LaTasha Seliby, M.D., who works at the student health care center at Georgetown University, says you should always have an annual visit with a physician. Ladies, go for two visits because that annual trip to the gynecologist doesn’t cut it for a general wellness exam.
Seliby says that some people will schedule annual visits at a time that’s easy to remember.
“A lot of people pick their birthday month as the month they go every single year,” Seliby says.
Danielle Colson, who graduated from Duke University in May, said it was a pain to get care at the student health care center when she had to find a doctor after she woke up with an infection on her face.
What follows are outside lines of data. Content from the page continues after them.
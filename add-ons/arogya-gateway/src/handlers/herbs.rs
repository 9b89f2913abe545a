//! Herb lookup, fuzzy herb search, and dosha classification.

use axum::extract::{Json, Path, Query, State};
use arogya_core::{identify_doshas, preprocess_text};

use crate::AppState;

/// GET /api/v1/herbs – every herb in the knowledge base.
pub(crate) async fn list_herbs(State(state): State<AppState>) -> Json<serde_json::Value> {
    Json(serde_json::json!({ "herbs": state.assistant.knowledge().herbs() }))
}

#[derive(serde::Deserialize)]
pub(crate) struct SearchQuery {
    #[serde(default)]
    q: String,
    #[serde(default)]
    threshold: Option<u8>,
}

/// GET /api/v1/herbs/search?q=&threshold= – herbs whose names fuzzily match `q`.
pub(crate) async fn search_herbs(
    State(state): State<AppState>,
    Query(query): Query<SearchQuery>,
) -> Json<serde_json::Value> {
    let threshold = query.threshold.unwrap_or(state.config.fuzzy_threshold).min(100);
    let matches: Vec<serde_json::Value> = state
        .assistant
        .suggest_herbs(query.q.trim(), threshold)
        .into_iter()
        .map(|(herb, score)| serde_json::json!({ "score": score, "herb": herb }))
        .collect();
    Json(serde_json::json!({
        "query": query.q,
        "threshold": threshold,
        "matches": matches,
    }))
}

/// GET /api/v1/herbs/by-symptom/:symptom – herbs whose records list the symptom.
pub(crate) async fn herbs_by_symptom(
    State(state): State<AppState>,
    Path(symptom): Path<String>,
) -> Json<serde_json::Value> {
    let kb = state.assistant.knowledge();
    let herbs: Vec<_> = kb
        .herbs_for_symptom(&symptom)
        .iter()
        .filter_map(|name| kb.herb(name))
        .collect();
    Json(serde_json::json!({ "symptom": symptom, "herbs": herbs }))
}

#[derive(serde::Deserialize)]
pub(crate) struct DoshaRequest {
    #[serde(default)]
    symptoms: Vec<String>,
    /// Free text; tokenized and lemmatized, then added to `symptoms`.
    #[serde(default)]
    text: Option<String>,
}

/// POST /api/v1/dosha – doshas suggested by the given symptoms.
pub(crate) async fn classify_dosha(Json(req): Json<DoshaRequest>) -> Json<serde_json::Value> {
    let mut symptoms = req.symptoms;
    if let Some(text) = req.text.as_deref() {
        symptoms.extend(preprocess_text(text));
    }
    let doshas = identify_doshas(&symptoms);
    tracing::debug!(
        target: "arogya::assistant",
        symptoms = symptoms.len(),
        doshas = ?doshas,
        "Dosha classification"
    );
    Json(serde_json::json!({
        "symptoms": symptoms,
        "doshas": doshas,
    }))
}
Colson said she had trouble finding an infectious disease doctor in the community. She had to get a referral from the doctor at the student health care center.
For regular visits like getting prescriptions filled for a cold, she said she’d rather go to the CVS Minute Clinic than go to the student health center.
“It’s a lot quicker and easier to get an appointment,” Colson said.
If you want to see a doctor in the community instead of on campus, follow these steps and you’ll be on your way to picking the right doctor:
Call the number on your health insurance card
You can have your insurance company email you a list of doctors who take your insurance. If you don’t have insurance, you could pay out of pocket, but look for a doctor who has sliding scale options so you pay less. If cost is a deterrent, consider low-cost clinics in your area. https://www.healthcare.gov/lower-costs/low-cost-community-care/
Google is your friend
When you move to a new city or aren’t thrilled with your current doctor, Google can come in handy then, too. There are reviews of doctors on sites like healthgrades.com—it’s like Yelp for doctors.
Harness the power of word of mouth
Never underestimate the value of word of mouth. Ask around—students in your dorm and in your social clubs and organizations have probably had to go to the doctor at some point, and at the very least might be able to tell you who they recommend (or who to avoid). Another option is to ask for referrals from students who are from the area.
Online referrals can prove just as useful. Facebook can be a great tool for finding healthcare providers—there are recommendation pages for healthcare groups and hospitals in many of the cities in which there are universities. Don’t forget to read the reviews.
Find out your confidentiality rights
Under the Health Insurance Portability and Accountability Act, or HIPAA, if you do not sign the authorization form, doctors cannot disclose information about your health or health care to your parents. However, if you use your parents’ insurance for any of your care needs, details about the care you received may show up on the insurance bill. Call your insurance company and ask what its specific policy is on confidentiality.
Be ready for the first appointment
So you’ve scoured the Internet, asked a couple friends, and made some phone calls, and now you’ve got an appointment in your calendar. Roe, who is the strategic communications associate at the University of Missouri Student Health Center, says to write questions down in preparation for your first appointment. It’s hard to transition to being an advocate for your own well-being when you’re no longer under your parents’ roof, so don’t be afraid to take responsibility for your health by being involved during your office visits—and bringing questions for the doctor.
You can repeat what the doctor is saying to confirm that you understand what is being said.
“As a patient, you have responsibilities as well,” Roe says.
Know your family’s health history, like any chronic illness or serious conditions. Bring along your immunization records and any surgeries you’ve had. If you had a doctor at your hometown, you can have the office transfer that information to your new doctor’s office.